● WHAT YOU ARE ASKED TO DO: Every line in the data below that has the word "doesn" should be returned.

[INFORMATION SUPPLIED Boundary: Start]

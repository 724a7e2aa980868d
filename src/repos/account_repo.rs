use chrono::{DateTime, Utc};
use serde::{Deserialize, Serialize};
use sqlx::{FromRow, PgPool, Postgres, Transaction};
use thiserror::Error;
use uuid::Uuid;

use crate::tenant::TenantId;

/// Account type enum matching database account_type
#[derive(Debug, Clone, Copy, sqlx::Type, PartialEq, Eq, Serialize, Deserialize)]
#[sqlx(type_name = "account_type", rename_all = "lowercase")]
#[serde(rename_all = "SCREAMING_SNAKE_CASE")]
pub enum AccountType {
    Asset,
    Liability,
    Equity,
    Revenue,
    Expense,
}

/// Account subtype enum matching database account_subtype
///
/// Subtypes drive report classification: balance sheet bucketing, income
/// statement sections, and sub-ledger control account selection.
#[derive(Debug, Clone, Copy, sqlx::Type, PartialEq, Eq, Hash, Serialize, Deserialize)]
#[sqlx(type_name = "account_subtype", rename_all = "snake_case")]
#[serde(rename_all = "SCREAMING_SNAKE_CASE")]
pub enum AccountSubtype {
    Cash,
    Bank,
    AccountsReceivable,
    Inventory,
    FixedAsset,
    OtherAsset,
    AccountsPayable,
    CreditCard,
    TaxPayable,
    Loan,
    OtherLiability,
    RetainedEarnings,
    ShareCapital,
    Sales,
    Service,
    OtherIncome,
    CostOfGoods,
    Operating,
    Payroll,
    Rent,
    Utilities,
    OtherExpense,
}

/// Normal balance enum matching database normal_balance
#[derive(Debug, Clone, Copy, sqlx::Type, PartialEq, Eq, Serialize, Deserialize)]
#[sqlx(type_name = "normal_balance", rename_all = "lowercase")]
#[serde(rename_all = "SCREAMING_SNAKE_CASE")]
pub enum NormalBalance {
    Debit,
    Credit,
}

/// Derive the normal balance side from the account type
///
/// Asset and expense accounts increase on the debit side; liability, equity,
/// and revenue accounts increase on the credit side.
pub fn normal_balance_for(account_type: AccountType) -> NormalBalance {
    match account_type {
        AccountType::Asset | AccountType::Expense => NormalBalance::Debit,
        AccountType::Liability | AccountType::Equity | AccountType::Revenue => {
            NormalBalance::Credit
        }
    }
}

/// Account model representing a Chart of Accounts entry
#[derive(Debug, Clone, FromRow)]
pub struct Account {
    pub id: Uuid,
    pub tenant_id: String,
    pub code: String,
    pub name: String,
    #[sqlx(rename = "type")]
    pub account_type: AccountType,
    pub subtype: AccountSubtype,
    pub normal_balance: NormalBalance,
    pub parent_code: Option<String>,
    pub currency: String,
    pub opening_balance_minor: i64,
    pub current_balance_minor: i64,
    pub is_active: bool,
    pub created_at: DateTime<Utc>,
}

/// Errors that can occur during account repository operations
#[derive(Debug, Error)]
pub enum AccountError {
    #[error("Account not found: tenant_id={tenant_id}, code={code}")]
    NotFound { tenant_id: String, code: String },

    #[error("Account is inactive: tenant_id={tenant_id}, code={code}")]
    Inactive { tenant_id: String, code: String },

    #[error("Duplicate account code: tenant_id={tenant_id}, code={code}")]
    DuplicateCode { tenant_id: String, code: String },

    #[error("Database error: {0}")]
    Database(#[from] sqlx::Error),
}

/// New account parameters
#[derive(Debug, Clone)]
pub struct NewAccount {
    pub code: String,
    pub name: String,
    pub account_type: AccountType,
    pub subtype: AccountSubtype,
    pub parent_code: Option<String>,
    pub currency: String,
    pub opening_balance_minor: i64,
}

const ACCOUNT_COLUMNS: &str = "id, tenant_id, code, name, type, subtype, normal_balance, \
     parent_code, currency, opening_balance_minor, current_balance_minor, is_active, created_at";

/// Insert a new account
///
/// The normal balance side is derived from the account type. A unique
/// violation on (tenant_id, code) maps to `DuplicateCode`.
pub async fn insert(
    pool: &PgPool,
    tenant: &TenantId,
    account: &NewAccount,
) -> Result<Account, AccountError> {
    let normal_balance = normal_balance_for(account.account_type);

    let result = sqlx::query_as::<_, Account>(&format!(
        r#"
        INSERT INTO accounts
            (id, tenant_id, code, name, type, subtype, normal_balance,
             parent_code, currency, opening_balance_minor, current_balance_minor)
        VALUES ($1, $2, $3, $4, $5, $6, $7, $8, $9, $10, $10)
        RETURNING {ACCOUNT_COLUMNS}
        "#
    ))
    .bind(Uuid::new_v4())
    .bind(tenant.as_str())
    .bind(&account.code)
    .bind(&account.name)
    .bind(account.account_type)
    .bind(account.subtype)
    .bind(normal_balance)
    .bind(&account.parent_code)
    .bind(&account.currency)
    .bind(account.opening_balance_minor)
    .fetch_one(pool)
    .await;

    match result {
        Ok(acc) => Ok(acc),
        Err(sqlx::Error::Database(db_err)) if db_err.is_unique_violation() => {
            Err(AccountError::DuplicateCode {
                tenant_id: tenant.as_str().to_string(),
                code: account.code.clone(),
            })
        }
        Err(e) => Err(AccountError::Database(e)),
    }
}

/// Find an account by code
/// Returns None if account doesn't exist
pub async fn find_by_code(
    pool: &PgPool,
    tenant: &TenantId,
    code: &str,
) -> Result<Option<Account>, AccountError> {
    let account = sqlx::query_as::<_, Account>(&format!(
        r#"
        SELECT {ACCOUNT_COLUMNS}
        FROM accounts
        WHERE tenant_id = $1 AND code = $2
        "#
    ))
    .bind(tenant.as_str())
    .bind(code)
    .fetch_optional(pool)
    .await?;

    Ok(account)
}

/// Find an account by code within a transaction
pub async fn find_by_code_tx(
    tx: &mut Transaction<'_, Postgres>,
    tenant: &TenantId,
    code: &str,
) -> Result<Option<Account>, AccountError> {
    let account = sqlx::query_as::<_, Account>(&format!(
        r#"
        SELECT {ACCOUNT_COLUMNS}
        FROM accounts
        WHERE tenant_id = $1 AND code = $2
        "#
    ))
    .bind(tenant.as_str())
    .bind(code)
    .fetch_optional(&mut **tx)
    .await?;

    Ok(account)
}

/// Find an active account by code
/// Returns error if account doesn't exist or is inactive
pub async fn find_active_by_code(
    pool: &PgPool,
    tenant: &TenantId,
    code: &str,
) -> Result<Account, AccountError> {
    let account = find_by_code(pool, tenant, code).await?;
    require_active(tenant, code, account)
}

/// Find an active account by code within a transaction
pub async fn find_active_by_code_tx(
    tx: &mut Transaction<'_, Postgres>,
    tenant: &TenantId,
    code: &str,
) -> Result<Account, AccountError> {
    let account = find_by_code_tx(tx, tenant, code).await?;
    require_active(tenant, code, account)
}

fn require_active(
    tenant: &TenantId,
    code: &str,
    account: Option<Account>,
) -> Result<Account, AccountError> {
    match account {
        Some(acc) if acc.is_active => Ok(acc),
        Some(_) => Err(AccountError::Inactive {
            tenant_id: tenant.as_str().to_string(),
            code: code.to_string(),
        }),
        None => Err(AccountError::NotFound {
            tenant_id: tenant.as_str().to_string(),
            code: code.to_string(),
        }),
    }
}

/// List accounts for a tenant, optionally filtered by type and active flag
pub async fn list(
    pool: &PgPool,
    tenant: &TenantId,
    account_type: Option<AccountType>,
    active_only: bool,
) -> Result<Vec<Account>, AccountError> {
    let accounts = sqlx::query_as::<_, Account>(&format!(
        r#"
        SELECT {ACCOUNT_COLUMNS}
        FROM accounts
        WHERE tenant_id = $1
          AND ($2::account_type IS NULL OR type = $2)
          AND (NOT $3 OR is_active)
        ORDER BY code ASC
        "#
    ))
    .bind(tenant.as_str())
    .bind(account_type)
    .bind(active_only)
    .fetch_all(pool)
    .await?;

    Ok(accounts)
}

/// Mark an account inactive
///
/// Accounts are never deleted; historical journal lines keep referencing
/// the code.
pub async fn deactivate(
    pool: &PgPool,
    tenant: &TenantId,
    code: &str,
) -> Result<(), AccountError> {
    let result = sqlx::query(
        r#"
        UPDATE accounts
        SET is_active = FALSE
        WHERE tenant_id = $1 AND code = $2
        "#,
    )
    .bind(tenant.as_str())
    .bind(code)
    .execute(pool)
    .await?;

    if result.rows_affected() == 0 {
        return Err(AccountError::NotFound {
            tenant_id: tenant.as_str().to_string(),
            code: code.to_string(),
        });
    }

    Ok(())
}

/// Apply a signed delta to an account's running balance, within a transaction
///
/// The delta is already expressed in the account's natural sign convention.
/// This is the only code path that mutates current_balance_minor; posting and
/// voiding both go through it.
pub async fn tx_adjust_balance(
    tx: &mut Transaction<'_, Postgres>,
    tenant: &TenantId,
    code: &str,
    signed_delta_minor: i64,
) -> Result<(), AccountError> {
    let result = sqlx::query(
        r#"
        UPDATE accounts
        SET current_balance_minor = current_balance_minor + $3
        WHERE tenant_id = $1 AND code = $2
        "#,
    )
    .bind(tenant.as_str())
    .bind(code)
    .bind(signed_delta_minor)
    .execute(&mut **tx)
    .await?;

    if result.rows_affected() == 0 {
        return Err(AccountError::NotFound {
            tenant_id: tenant.as_str().to_string(),
            code: code.to_string(),
        });
    }

    Ok(())
}

#[cfg(test)]
mod tests {
    use super::*;

    #[test]
    fn test_normal_balance_for_debit_types() {
        assert_eq!(normal_balance_for(AccountType::Asset), NormalBalance::Debit);
        assert_eq!(
            normal_balance_for(AccountType::Expense),
            NormalBalance::Debit
        );
    }

    #[test]
    fn test_normal_balance_for_credit_types() {
        assert_eq!(
            normal_balance_for(AccountType::Liability),
            NormalBalance::Credit
        );
        assert_eq!(
            normal_balance_for(AccountType::Equity),
            NormalBalance::Credit
        );
        assert_eq!(
            normal_balance_for(AccountType::Revenue),
            NormalBalance::Credit
        );
    }

    #[test]
    fn test_account_subtype_serde_shape() {
        let json = serde_json::to_string(&AccountSubtype::AccountsReceivable).unwrap();
        assert_eq!(json, "\"ACCOUNTS_RECEIVABLE\"");
        let back: AccountSubtype = serde_json::from_str("\"COST_OF_GOODS\"").unwrap();
        assert_eq!(back, AccountSubtype::CostOfGoods);
    }
}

[INFORMATION SUPPLIED Boundary: End]

● RESPONSE FOR THIS EXERCISE:
/// Returns None if account doesn't exist
/// Returns error if account doesn't exist or is inactive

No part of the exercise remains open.